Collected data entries
___

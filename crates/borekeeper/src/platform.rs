//! Host platform detection and the bore release target table.

/// Operating system and CPU architecture of a host.
#[derive(Debug, Clone, Copy, PartialEq, Eq)]
pub struct Platform {
    pub os: Os,
    pub arch: Arch,
}

#[derive(Debug, Clone, Copy, PartialEq, Eq)]
pub enum Os {
    Linux,
    Darwin,
    Windows,
}

#[derive(Debug, Clone, Copy, PartialEq, Eq)]
pub enum Arch {
    X64,
    Arm64,
}

impl std::fmt::Display for Os {
    fn fmt(&self, f: &mut std::fmt::Formatter<'_>) -> std::fmt::Result {
        match self {
            Self::Linux => write!(f, "linux"),
            Self::Darwin => write!(f, "darwin"),
            Self::Windows => write!(f, "windows"),
        }
    }
}

impl std::fmt::Display for Arch {
    fn fmt(&self, f: &mut std::fmt::Formatter<'_>) -> std::fmt::Result {
        match self {
            Self::X64 => write!(f, "x64"),
            Self::Arm64 => write!(f, "arm64"),
        }
    }
}

impl Os {
    /// Classify an OS name as reported by `std::env::consts::OS`.
    pub fn from_name(name: &str) -> Option<Self> {
        match name {
            "linux" => Some(Self::Linux),
            "macos" | "darwin" => Some(Self::Darwin),
            "windows" => Some(Self::Windows),
            _ => None,
        }
    }
}

impl Arch {
    /// Classify an architecture name as reported by `std::env::consts::ARCH`.
    pub fn from_name(name: &str) -> Option<Self> {
        match name {
            "x86_64" | "x64" | "amd64" => Some(Self::X64),
            "aarch64" | "arm64" => Some(Self::Arm64),
            _ => None,
        }
    }
}

/// Bundled bore builds, keyed by (os, arch).
const BORE_TARGETS: &[(Os, Arch, &str)] = &[
    (Os::Linux, Arch::X64, "linux-x64"),
    (Os::Darwin, Arch::X64, "darwin-x64"),
    (Os::Darwin, Arch::Arm64, "darwin-arm64"),
];

impl Platform {
    /// Target identifier of the bundled bore build, if one exists for this
    /// platform.
    pub fn bore_target(&self) -> Option<&'static str> {
        BORE_TARGETS
            .iter()
            .find(|(os, arch, _)| *os == self.os && *arch == self.arch)
            .map(|(_, _, target)| *target)
    }
}

/// Parse an OS/arch name pair. Returns `None` if either is unknown.
pub fn detect(os: &str, arch: &str) -> Option<Platform> {
    Some(Platform {
        os: Os::from_name(os)?,
        arch: Arch::from_name(arch)?,
    })
}

#[cfg(test)]
#[allow(clippy::unwrap_used)]
mod tests {
    use super::*;

    #[test]
    fn linux_x64_maps_to_bundle() {
        let p = detect("linux", "x86_64").unwrap();
        assert_eq!(p.bore_target(), Some("linux-x64"));
    }

    #[test]
    fn macos_both_arches_map_to_bundle() {
        assert_eq!(detect("macos", "x86_64").unwrap().bore_target(), Some("darwin-x64"));
        assert_eq!(detect("macos", "aarch64").unwrap().bore_target(), Some("darwin-arm64"));
    }

    #[test]
    fn linux_arm64_has_no_bundle() {
        let p = detect("linux", "aarch64").unwrap();
        assert_eq!(p.arch, Arch::Arm64);
        assert_eq!(p.bore_target(), None);
    }

    #[test]
    fn windows_has_no_bundle() {
        let p = Platform { os: Os::Windows, arch: Arch::X64 };
        assert_eq!(p.bore_target(), None);
    }

    #[test]
    fn unknown_names_are_not_detected() {
        assert!(detect("freebsd", "x86_64").is_none());
        assert!(detect("linux", "riscv64").is_none());
    }

    #[test]
    fn target_ids_follow_display_names() {
        for (os, arch, target) in BORE_TARGETS {
            assert_eq!(*target, format!("{os}-{arch}"));
        }
    }
}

___

Please set down each of the entries above exactly as given.

filename crates/borekeeper/src/platform.rs
//! Host platform detection and the bore release target table.

/// Operating system and CPU architecture of a host.
#[derive(Debug, Clone, Copy, PartialEq, Eq)]
pub struct Platform {
    pub os: Os,
    pub arch: Arch,
}

#[derive(Debug, Clone, Copy, PartialEq, Eq)]
pub enum Os {
    Linux,
    Darwin,
    Windows,
}

#[derive(Debug, Clone, Copy, PartialEq, Eq)]
pub enum Arch {
    X64,
    Arm64,
}

impl std::fmt::Display for Os {
    fn fmt(&self, f: &mut std::fmt::Formatter<'_>) -> std::fmt::Result {
        match self {
            Self::Linux => write!(f, "linux"),
            Self::Darwin => write!(f, "darwin"),
            Self::Windows => write!(f, "windows"),
        }
    }
}

impl std::fmt::Display for Arch {
    fn fmt(&self, f: &mut std::fmt::Formatter<'_>) -> std::fmt::Result {
        match self {
            Self::X64 => write!(f, "x64"),
            Self::Arm64 => write!(f, "arm64"),
        }
    }
}

impl Os {
    /// Classify an OS name as reported by `std::env::consts::OS`.
    pub fn from_name(name: &str) -> Option<Self> {
        match name {
            "linux" => Some(Self::Linux),
            "macos" | "darwin" => Some(Self::Darwin),
            "windows" => Some(Self::Windows),
            _ => None,
        }
    }
}

impl Arch {
    /// Classify an architecture name as reported by `std::env::consts::ARCH`.
    pub fn from_name(name: &str) -> Option<Self> {
        match name {
            "x86_64" | "x64" | "amd64" => Some(Self::X64),
            "aarch64" | "arm64" => Some(Self::Arm64),
            _ => None,
        }
    }
}

/// Bundled bore builds, keyed by (os, arch).
const BORE_TARGETS: &[(Os, Arch, &str)] = &[
    (Os::Linux, Arch::X64, "linux-x64"),
    (Os::Darwin, Arch::X64, "darwin-x64"),
    (Os::Darwin, Arch::Arm64, "darwin-arm64"),
];

impl Platform {
    /// Target identifier of the bundled bore build, if one exists for this
    /// platform.
    pub fn bore_target(&self) -> Option<&'static str> {
        BORE_TARGETS
            .iter()
            .find(|(os, arch, _)| *os == self.os && *arch == self.arch)
            .map(|(_, _, target)| *target)
    }
}

/// Parse an OS/arch name pair. Returns `None` if either is unknown.
pub fn detect(os: &str, arch: &str) -> Option<Platform> {
    Some(Platform {
        os: Os::from_name(os)?,
        arch: Arch::from_name(arch)?,
    })
}

#[cfg(test)]
#[allow(clippy::unwrap_used)]
mod tests {
    use super::*;

    #[test]
    fn linux_x64_maps_to_bundle() {
        let p = detect("linux", "x86_64").unwrap();
        assert_eq!(p.bore_target(), Some("linux-x64"));
    }

    #[test]
    fn macos_both_arches_map_to_bundle() {
        assert_eq!(detect("macos", "x86_64").unwrap().bore_target(), Some("darwin-x64"));
        assert_eq!(detect("macos", "aarch64").unwrap().bore_target(), Some("darwin-arm64"));
    }

    #[test]
    fn linux_arm64_has_no_bundle() {
        let p = detect("linux", "aarch64").unwrap();
        assert_eq!(p.arch, Arch::Arm64);
        assert_eq!(p.bore_target(), None);
    }

    #[test]
    fn windows_has_no_bundle() {
        let p = Platform { os: Os::Windows, arch: Arch::X64 };
        assert_eq!(p.bore_target(), None);
    }

    #[test]
    fn unknown_names_are_not_detected() {
        assert!(detect("freebsd", "x86_64").is_none());
        assert!(detect("linux", "riscv64").is_none());
    }

    #[test]
    fn target_ids_follow_display_names() {
        for (os, arch, target) in BORE_TARGETS {
            assert_eq!(*target, format!("{os}-{arch}"));
        }
    }
}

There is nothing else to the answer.